* Data extracts:

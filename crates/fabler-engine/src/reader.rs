//! Tree assembly — reconstructing a persisted story into one nested
//! response.

use std::collections::HashMap;

use serde::Serialize;
use uuid::Uuid;

use fabler_core::error::EngineError;
use fabler_core::repository::StoryRepository;
use fabler_core::story::StoryOption;

/// A full story tree in one response: the node arena keyed by identifier,
/// with the root called out. Options reference their target node by
/// identifier rather than embedding a copy.
#[derive(Debug, Serialize)]
pub struct CompleteStory {
    /// Story identifier.
    pub id: Uuid,
    /// Story title.
    pub title: String,
    /// Session that requested the story.
    pub session_id: Uuid,
    /// Creation time.
    pub created_at: chrono::DateTime<chrono::Utc>,
    /// Identifier of the unique root node.
    pub root_node_id: Uuid,
    /// Every node of the story, keyed by identifier.
    pub all_nodes: HashMap<Uuid, CompleteNode>,
}

/// Flattened view of one node for client consumption.
#[derive(Debug, Serialize)]
pub struct CompleteNode {
    /// Node identifier.
    pub id: Uuid,
    /// Narrative text.
    pub content: String,
    /// Whether this node ends the story.
    pub is_ending: bool,
    /// Whether this ending is a successful outcome.
    pub is_winning_ending: bool,
    /// Reader choices in render order.
    pub options: Vec<StoryOption>,
}

/// Loads a story and all of its nodes and assembles the nested response.
///
/// # Errors
///
/// - `EngineError::StoryNotFound` for unknown identifiers.
/// - `EngineError::Internal` if the story's nodes contain no root marker,
///   which indicates a materialization bug; a partial tree is never
///   returned silently.
/// - `EngineError::Storage` if a read fails.
pub async fn assemble(
    repo: &dyn StoryRepository,
    story_id: Uuid,
) -> Result<CompleteStory, EngineError> {
    let story = repo
        .find_story(story_id)
        .await?
        .ok_or(EngineError::StoryNotFound(story_id))?;

    let nodes = repo.load_nodes(story_id).await?;

    let root_node_id = nodes
        .iter()
        .find(|node| node.is_root)
        .map(|node| node.id)
        .ok_or_else(|| EngineError::Internal(format!("story {story_id} has no root node")))?;

    let all_nodes = nodes
        .into_iter()
        .map(|node| {
            (
                node.id,
                CompleteNode {
                    id: node.id,
                    content: node.content,
                    is_ending: node.is_ending,
                    is_winning_ending: node.is_winning_ending,
                    options: node.options,
                },
            )
        })
        .collect();

    Ok(CompleteStory {
        id: story.id,
        title: story.title,
        session_id: story.session_id,
        created_at: story.created_at,
        root_node_id,
        all_nodes,
    })
}
//! PostgreSQL implementation of the `StoryRepository` trait.
//!
//! The tree write runs in a single transaction: either the story row and
//! every node row commit together or nothing does, which is the
//! materializer's all-or-nothing contract.

use async_trait::async_trait;
use sqlx::postgres::PgRow;
use sqlx::{PgPool, Row};
use tracing::instrument;
use uuid::Uuid;

use fabler_core::error::EngineError;
use fabler_core::repository::StoryRepository;
use fabler_core::story::{Story, StoryNode, StoryOption};

/// PostgreSQL-backed story repository.
#[derive(Debug, Clone)]
pub struct PgStoryRepository {
    pool: PgPool,
}

impl PgStoryRepository {
    /// Creates a new `PgStoryRepository`.
    #[must_use]
    pub fn new(pool: PgPool) -> Self {
        Self { pool }
    }
}

fn storage_err(e: sqlx::Error) -> EngineError {
    EngineError::Storage(e.to_string())
}

fn story_from_row(row: &PgRow) -> Result<Story, EngineError> {
    Ok(Story {
        id: row.try_get("id").map_err(storage_err)?,
        title: row.try_get("title").map_err(storage_err)?,
        session_id: row.try_get("session_id").map_err(storage_err)?,
        created_at: row.try_get("created_at").map_err(storage_err)?,
    })
}

fn node_from_row(row: &PgRow) -> Result<StoryNode, EngineError> {
    let options: sqlx::types::Json<Vec<StoryOption>> =
        row.try_get("options").map_err(storage_err)?;
    Ok(StoryNode {
        id: row.try_get("id").map_err(storage_err)?,
        story_id: row.try_get("story_id").map_err(storage_err)?,
        content: row.try_get("content").map_err(storage_err)?,
        is_root: row.try_get("is_root").map_err(storage_err)?,
        is_ending: row.try_get("is_ending").map_err(storage_err)?,
        is_winning_ending: row.try_get("is_winning_ending").map_err(storage_err)?,
        options: options.0,
    })
}

#[async_trait]
impl StoryRepository for PgStoryRepository {
    #[instrument(skip(self, story, nodes), fields(story_id = %story.id, nodes = nodes.len()))]
    async fn insert_story_tree(
        &self,
        story: &Story,
        nodes: &[StoryNode],
    ) -> Result<(), EngineError> {
        let mut tx = self.pool.begin().await.map_err(storage_err)?;

        sqlx::query("INSERT INTO stories (id, title, session_id, created_at) VALUES ($1, $2, $3, $4)")
            .bind(story.id)
            .bind(&story.title)
            .bind(story.session_id)
            .bind(story.created_at)
            .execute(&mut *tx)
            .await
            .map_err(storage_err)?;

        for node in nodes {
            sqlx::query(
                "INSERT INTO story_nodes
                     (id, story_id, content, is_root, is_ending, is_winning_ending, options)
                 VALUES ($1, $2, $3, $4, $5, $6, $7)",
            )
            .bind(node.id)
            .bind(node.story_id)
            .bind(&node.content)
            .bind(node.is_root)
            .bind(node.is_ending)
            .bind(node.is_winning_ending)
            .bind(sqlx::types::Json(&node.options))
            .execute(&mut *tx)
            .await
            .map_err(storage_err)?;
        }

        tx.commit().await.map_err(storage_err)
    }

    async fn find_story(&self, story_id: Uuid) -> Result<Option<Story>, EngineError> {
        let row = sqlx::query("SELECT id, title, session_id, created_at FROM stories WHERE id = $1")
            .bind(story_id)
            .fetch_optional(&self.pool)
            .await
            .map_err(storage_err)?;

        row.as_ref().map(story_from_row).transpose()
    }

    async fn load_nodes(&self, story_id: Uuid) -> Result<Vec<StoryNode>, EngineError> {
        let rows = sqlx::query(
            "SELECT id, story_id, content, is_root, is_ending, is_winning_ending, options
             FROM story_nodes
             WHERE story_id = $1",
        )
        .bind(story_id)
        .fetch_all(&self.pool)
        .await
        .map_err(storage_err)?;

        rows.iter().map(node_from_row).collect()
    }
}
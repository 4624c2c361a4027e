//! Persisted story records.
//!
//! A story's node graph is stored arena-style: a flat set of nodes keyed by
//! identifier, with options referencing their child node by identifier. This
//! keeps ownership flat and lets the whole tree be written in one batch.

use chrono::{DateTime, Utc};
use serde::{Deserialize, Serialize};
use uuid::Uuid;

/// A persisted branching narrative.
#[derive(Debug, Clone, Serialize, Deserialize)]
pub struct Story {
    /// Story identifier, assigned at materialization.
    pub id: Uuid,
    /// Story title from the generative response.
    pub title: String,
    /// Session that requested the story.
    pub session_id: Uuid,
    /// Creation time.
    pub created_at: DateTime<Utc>,
}

/// One point in a narrative: an ending, or a branching point with options.
#[derive(Debug, Clone, Serialize, Deserialize)]
pub struct StoryNode {
    /// Node identifier, unique within the story.
    pub id: Uuid,
    /// Owning story.
    pub story_id: Uuid,
    /// Narrative text shown to the reader.
    pub content: String,
    /// Exactly one node per story carries this marker.
    pub is_root: bool,
    /// Terminal nodes have no options.
    pub is_ending: bool,
    /// Meaningful only when `is_ending` is set.
    pub is_winning_ending: bool,
    /// Reader choices in display order. Empty iff `is_ending`.
    pub options: Vec<StoryOption>,
}

/// One reader choice leading to exactly one child node of the same story.
#[derive(Debug, Clone, Serialize, Deserialize)]
pub struct StoryOption {
    /// Choice text shown to the reader.
    pub text: String,
    /// The node this choice leads to.
    pub next_node_id: Uuid,
}
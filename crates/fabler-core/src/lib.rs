//! Fabler Core — shared domain types and abstractions.
//!
//! This crate defines the records, errors, and trait seams that every other
//! crate depends on. It contains no infrastructure code.

pub mod blueprint;
pub mod clock;
pub mod error;
pub mod generator;
pub mod job;
pub mod repository;
pub mod story;
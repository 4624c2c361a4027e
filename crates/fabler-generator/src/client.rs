//! HTTP client for the Anthropic Messages API.

use std::time::Duration;

use async_trait::async_trait;
use reqwest::Client;
use tracing::{debug, instrument};

use fabler_core::blueprint::StoryBlueprint;
use fabler_core::error::EngineError;
use fabler_core::generator::StoryGenerator;

use crate::parse::parse_blueprint;
use crate::types::{Message, MessagesRequest, MessagesResponse};

const API_URL: &str = "https://api.anthropic.com/v1/messages";
const DEFAULT_MODEL: &str = "claude-sonnet-4-5";
const MAX_TOKENS: u32 = 4096;

const SYSTEM_PROMPT: &str = "You write branching choose-your-own-adventure stories. \
Respond with a single JSON object and nothing else, following this schema exactly: \
{\"title\": string, \"rootNode\": node} where node is {\"content\": string, \
\"isEnding\": bool, \"isWinningEnding\": bool, \"options\": [{\"text\": string, \
\"nextNode\": node}]}. Non-ending nodes must offer 2-3 options; ending nodes must \
have an empty options array. Include at least one winning ending. Keep the tree at \
most 4 levels deep.";

/// `StoryGenerator` backed by the Anthropic Messages API.
pub struct AnthropicGenerator {
    api_key: String,
    client: Client,
    base_url: String,
    model: String,
}

impl AnthropicGenerator {
    /// Creates a generator against the production endpoint.
    #[must_use]
    pub fn new(api_key: String) -> Self {
        Self::with_base_url(api_key, API_URL.to_string())
    }

    /// Creates a generator against a custom endpoint (useful for testing).
    ///
    /// # Panics
    ///
    /// Panics if the underlying HTTP client cannot be constructed, which
    /// only happens with a broken TLS backend.
    #[must_use]
    pub fn with_base_url(api_key: String, base_url: String) -> Self {
        let client = Client::builder()
            .connect_timeout(Duration::from_secs(10))
            .timeout(Duration::from_secs(120))
            .build()
            .expect("failed to build HTTP client");
        Self {
            api_key,
            client,
            base_url,
            model: DEFAULT_MODEL.to_string(),
        }
    }

    /// Overrides the model identifier.
    #[must_use]
    pub fn with_model(mut self, model: String) -> Self {
        self.model = model;
        self
    }

    async fn send(&self, theme: &str) -> Result<MessagesResponse, EngineError> {
        let request = MessagesRequest {
            model: self.model.clone(),
            max_tokens: MAX_TOKENS,
            system: SYSTEM_PROMPT.to_string(),
            messages: vec![Message {
                role: "user".to_string(),
                content: format!("Write a branching story with this theme: {theme}"),
            }],
        };

        let response = self
            .client
            .post(&self.base_url)
            .header("x-api-key", &self.api_key)
            .header("anthropic-version", "2023-06-01")
            .header("content-type", "application/json")
            .json(&request)
            .send()
            .await
            .map_err(|e| EngineError::GenerationFailed(format!("request failed: {e}")))?;

        let status = response.status();
        if !status.is_success() {
            let message = response
                .text()
                .await
                .unwrap_or_else(|_| "unknown error".to_string());
            return Err(EngineError::GenerationFailed(format!(
                "model API returned {status}: {message}"
            )));
        }

        response
            .json::<MessagesResponse>()
            .await
            .map_err(|e| EngineError::GenerationFailed(format!("unreadable API response: {e}")))
    }
}

#[async_trait]
impl StoryGenerator for AnthropicGenerator {
    #[instrument(skip(self), fields(theme_len = theme.len()))]
    async fn generate(&self, theme: &str) -> Result<StoryBlueprint, EngineError> {
        let response = self.send(theme).await?;

        let text = response
            .content
            .iter()
            .find(|block| block.content_type == "text")
            .map(|block| block.text.as_str())
            .ok_or_else(|| {
                EngineError::GenerationFailed("response contained no text block".into())
            })?;

        debug!(bytes = text.len(), "received model output");
        parse_blueprint(text)
    }
}
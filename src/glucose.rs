use num_enum::{FromPrimitive, IntoPrimitive, TryFromPrimitive};
use serde::Serialize;
use strum_macros::Display;

/// Exceptional sensor conditions the receiver encodes in the glucose field
/// instead of a measurement.
#[derive(Debug, Clone, Copy, PartialEq, Eq, Display, Serialize, TryFromPrimitive, IntoPrimitive)]
#[repr(u16)]
pub enum SpecialGlucose {
    SensorNotActive = 1,
    MinimalDeviation = 2,
    NoAntenna = 3,
    SensorNotCalibrated = 5,
    CountsDeviation = 6,
    AbsoluteDeviation = 9,
    PowerDeviation = 10,
    BadRf = 12,
}

/// Check whether a raw glucose value encodes one of the special conditions.
///
/// Callers must apply this before treating the value as a measurement.
pub fn is_special(glucose: u16) -> bool {
    SpecialGlucose::try_from(glucose).is_ok()
}

/// Trend arrow displayed by the receiver alongside an EGV reading.
#[derive(Debug, Clone, Copy, PartialEq, Eq, Display, Serialize, IntoPrimitive, FromPrimitive)]
#[repr(u8)]
pub enum Trend {
    UpUp = 1,
    Up = 2,
    Up45 = 3,
    Flat = 4,
    Down45 = 5,
    Down = 6,
    DownDown = 7,
    NotComputable = 8,
    OutOfRange = 9,
    #[num_enum(catch_all)]
    Unknown(u8),
}

impl Trend {
    /// Single-glyph rendering of the arrow; codes outside the known set map
    /// to the empty string.
    pub fn symbol(&self) -> &'static str {
        match self {
            Trend::UpUp => "⇈",
            Trend::Up => "↑",
            Trend::Up45 => "↗",
            Trend::Flat => "→",
            Trend::Down45 => "↘",
            Trend::Down => "↓",
            Trend::DownDown => "⇊",
            Trend::NotComputable => "⁇",
            Trend::OutOfRange => "⋯",
            Trend::Unknown(_) => "",
        }
    }
}
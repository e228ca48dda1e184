//! Tests for outbound packet framing and inbound frame validation

mod common;

use common::*;

#[test]
fn test_marshal_packet_conformance_vectors() {
    // Byte-exact frames captured from the receiver protocol
    let cases: Vec<(Command, &[u8], &str)> = vec![
        (Command::Ping, &[], "0106000a5e65"),
        (Command::ReadTransmitterId, &[], "010600190c47"),
        (Command::ReadDatabasePageRange, &[0x04], "01070010048bb8"),
        (
            Command::ReadDatabasePages,
            &[0x05, 0x26, 0x00, 0x00, 0x00, 0x01],
            "010c00110526000000015ec3",
        ),
    ];
    for (command, params, expected) in cases {
        let msg = marshal_packet(command, params);
        assert_eq!(
            msg.as_ref(),
            hex_to_bytes(expected).as_slice(),
            "Command({:?}, {:02X?}) framed incorrectly",
            command,
            params
        );
    }
}

#[test]
fn test_length_field_counts_whole_packet() {
    for n in [0usize, 1, 6, 32, 200] {
        let params = vec![0xA5; n];
        let msg = marshal_packet(Command::ReadDatabasePages, &params);
        assert_eq!(msg.len(), 6 + n);
        let length = u16::from_le_bytes([msg[1], msg[2]]) as usize;
        assert_eq!(length, 6 + n, "length field must count the whole packet");
    }
}

#[test]
fn test_unmarshal_packet_roundtrip() {
    let params = [0x05, 0x26, 0x00, 0x00, 0x00, 0x01];
    let msg = marshal_packet(Command::ReadDatabasePages, &params);
    let (command, parsed) = unmarshal_packet(&msg).expect("frame should validate");
    assert_eq!(command, Command::ReadDatabasePages);
    assert_eq!(parsed.as_ref(), &params);
}

#[test]
fn test_unmarshal_packet_empty_params() {
    let msg = marshal_packet(Command::Ping, &[]);
    let (command, parsed) = unmarshal_packet(&msg).expect("frame should validate");
    assert_eq!(command, Command::Ping);
    assert!(parsed.is_empty());
}

#[test]
fn test_unknown_command_byte_survives_unframing() {
    let msg = marshal_packet(Command::Unknown(0x7E), &[]);
    let (command, parsed) = unmarshal_packet(&msg).expect("frame should validate");
    assert_eq!(command, Command::Unknown(0x7E));
    assert!(parsed.is_empty());
}

#[test]
fn test_bit_flips_are_detected() {
    // Flipping any single bit of the command or parameter bytes must trip
    // the CRC check
    let msg = marshal_packet(Command::ReadDatabasePages, &[0x05, 0x26, 0x00, 0x00, 0x00, 0x01]);
    for byte in 3..msg.len() - 2 {
        for bit in 0..8 {
            let mut corrupted = msg.to_vec();
            corrupted[byte] ^= 1 << bit;
            match unmarshal_packet(&corrupted) {
                Err(DexcomError::ChecksumMismatch { computed, received }) => {
                    assert_ne!(computed, received)
                }
                other => panic!(
                    "corrupted frame (byte {byte}, bit {bit}) was not rejected: {other:?}"
                ),
            }
        }
    }
}

#[test]
fn test_corrupted_trailer_is_detected() {
    let mut msg = marshal_packet(Command::Ping, &[]).to_vec();
    let last = msg.len() - 1;
    msg[last] ^= 0x01;
    assert!(matches!(
        unmarshal_packet(&msg),
        Err(DexcomError::ChecksumMismatch { .. })
    ));
}

#[test]
fn test_unmarshal_rejects_bad_marker() {
    let mut msg = marshal_packet(Command::Ping, &[]).to_vec();
    msg[0] = 0x02;
    match unmarshal_packet(&msg) {
        Err(DexcomError::InvalidPacket(text)) => assert!(text.contains("marker")),
        other => panic!("expected InvalidPacket, got {other:?}"),
    }
}

#[test]
fn test_unmarshal_rejects_short_frames() {
    for len in 0..6 {
        let frame = vec![0x01; len];
        match unmarshal_packet(&frame) {
            Err(DexcomError::InvalidPacket(text)) => assert!(text.contains("short")),
            other => panic!("{len}-byte frame was not rejected: {other:?}"),
        }
    }
}

#[test]
fn test_unmarshal_rejects_length_field_mismatch() {
    let mut msg = marshal_packet(Command::ReadDatabasePageRange, &[0x04]).to_vec();
    // Truncate a parameter byte without fixing up the length field
    msg.remove(4);
    match unmarshal_packet(&msg) {
        Err(DexcomError::InvalidPacket(text)) => assert!(text.contains("length")),
        other => panic!("expected InvalidPacket, got {other:?}"),
    }
}
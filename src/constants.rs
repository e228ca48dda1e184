// Protocol constants for the Dexcom receiver wire format

/// Leading marker byte of every framed packet
pub const PACKET_MARKER: u8 = 0x01;

/// Framing bytes around the parameters: marker(1) + length(2) + command(1) + crc(2)
pub const PACKET_OVERHEAD: usize = 6;

/// Size of the device timestamp prefix shared by all record layouts (8 bytes)
pub const TIMESTAMP_SIZE: usize = 8;

/// Size of a sensor record payload (18 bytes)
pub const SENSOR_RECORD_SIZE: usize = 18;

/// Size of an EGV record payload (11 bytes)
pub const EGV_RECORD_SIZE: usize = 11;

/// Size of an insertion record payload (13 bytes)
pub const INSERTION_RECORD_SIZE: usize = 13;

/// Size of a meter record payload (14 bytes)
pub const METER_RECORD_SIZE: usize = 14;

/// Fixed part of a calibration record, entry count byte included (44 bytes)
pub const CALIBRATION_HEADER_SIZE: usize = 44;

/// Size of one calibration entry (17 bytes)
pub const CALIBRATION_ENTRY_SIZE: usize = 17;

/// EGV glucose word: bit 15 flags a display-only reading
pub const EGV_DISPLAY_ONLY: u16 = 1 << 15;

/// EGV glucose word: low 10 bits carry the glucose value
pub const EGV_VALUE_MASK: u16 = 0x3FF;

/// EGV status byte: bits 4-6 carry the noise level
pub const EGV_NOISE_MASK: u8 = 0x70;

/// Shift to bring the noise bits down to a value
pub const EGV_NOISE_SHIFT: u32 = 4;

/// EGV status byte: low 4 bits carry the trend arrow code
pub const EGV_TREND_MASK: u8 = 0x0F;

/// All-ones insertion timestamp meaning "no timestamp recorded"
pub const INVALID_TIME: [u8; 4] = [0xFF; 4];
use thiserror::Error;

use crate::record::PageType;

/// The primary error type for the `dexcom-protocol` library.
#[derive(Error, Debug)]
pub enum DexcomError {
    #[error("unmarshaling of {page_type} records is unimplemented: {raw:02X?}")]
    UnsupportedPageType { page_type: PageType, raw: Vec<u8> },

    #[error("wrong length for {expected}-byte {page_type} record, got {actual} bytes: {raw:02X?}")]
    LengthMismatch {
        page_type: PageType,
        expected: usize,
        actual: usize,
        raw: Vec<u8>,
    },

    #[error("insufficient data: expected at least {expected} bytes, got {actual}")]
    InsufficientData { expected: usize, actual: usize },

    #[error("invalid packet: {0}")]
    InvalidPacket(String),

    #[error("checksum mismatch: computed {computed:#06X}, frame carries {received:#06X}")]
    ChecksumMismatch { computed: u16, received: u16 },
}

* Work instructions: At the first line of the material above, start reproducing each line exactly, and end with the line that holds "A full story", adding nothing.

* Answer box:
filename crates/fabler-engine/src/reader.rs
//! Tree assembly — reconstructing a persisted story into one nested
//! response.

use std::collections::HashMap;

use serde::Serialize;
use uuid::Uuid;

use fabler_core::error::EngineError;
use fabler_core::repository::StoryRepository;
use fabler_core::story::StoryOption;

/// A full story tree in one response: the node arena keyed by identifier,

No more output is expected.